[Data entries]
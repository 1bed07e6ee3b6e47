//! In-flight call records.
//!
//! A record is created by the leader of a cache miss and shared with every
//! follower that arrives before its deadline. Its state moves from
//! `Pending` to a terminal state exactly once and is never reset.

use std::time::Instant;

use parking_lot::{Condvar, Mutex};

/// Progress of one computation.
#[derive(Debug)]
pub(crate) enum FlightState<V, E> {
    Pending,
    Done(Result<V, E>),
    /// The leader panicked or was cancelled before producing an outcome.
    Abandoned,
}

impl<V, E> FlightState<V, E> {
    pub(crate) fn is_pending(&self) -> bool {
        matches!(self, FlightState::Pending)
    }
}

impl<V: Clone, E: Clone> FlightState<V, E> {
    /// Outcome of a finished flight; `None` if it was abandoned or is still pending.
    pub(crate) fn outcome(&self) -> Option<Result<V, E>> {
        match self {
            FlightState::Done(outcome) => Some(outcome.clone()),
            FlightState::Pending | FlightState::Abandoned => None,
        }
    }
}

/// What the coalescer needs from a record, independent of how followers wait.
pub(crate) trait Record<V, E>: Send + Sync {
    fn start(deadline: Instant) -> Self;

    fn deadline(&self) -> Instant;

    fn is_pending(&self) -> bool;

    /// Stores the outcome and wakes every follower. Later calls are ignored.
    fn complete(&self, outcome: Result<V, E>);

    /// Moves a pending record to `Abandoned` and wakes its followers.
    fn abandon(&self);
}

/// Record whose followers block their thread on a condition variable.
#[derive(Debug)]
pub(crate) struct Flight<V, E> {
    deadline: Instant,
    state: Mutex<FlightState<V, E>>,
    done: Condvar,
}

impl<V: Clone, E: Clone> Flight<V, E> {
    /// Blocks until the flight finishes.
    ///
    /// Returns `None` if the leader abandoned it.
    pub(crate) fn wait(&self) -> Option<Result<V, E>> {
        let mut state = self.state.lock();
        while state.is_pending() {
            self.done.wait(&mut state);
        }
        state.outcome()
    }
}

impl<V: Send, E: Send> Record<V, E> for Flight<V, E> {
    fn start(deadline: Instant) -> Self {
        Self {
            deadline,
            state: Mutex::new(FlightState::Pending),
            done: Condvar::new(),
        }
    }

    fn deadline(&self) -> Instant {
        self.deadline
    }

    fn is_pending(&self) -> bool {
        self.state.lock().is_pending()
    }

    fn complete(&self, outcome: Result<V, E>) {
        let mut state = self.state.lock();
        if state.is_pending() {
            *state = FlightState::Done(outcome);
        }
        drop(state);
        self.done.notify_all();
    }

    fn abandon(&self) {
        let mut state = self.state.lock();
        if state.is_pending() {
            *state = FlightState::Abandoned;
        }
        drop(state);
        self.done.notify_all();
    }
}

:: Work request ::
In restating the data, begin at its first line, reproduce each line word for word, and conclude with the line that contains "use std::time::Instant;".

:: Final answer ::
repository 1bed07e6ee3b6e47
//! In-flight call records.
//!
//! A record is created by the leader of a cache miss and shared with every
//! follower that arrives before its deadline. Its state moves from
//! `Pending` to a terminal state exactly once and is never reset.

use std::time::Instant;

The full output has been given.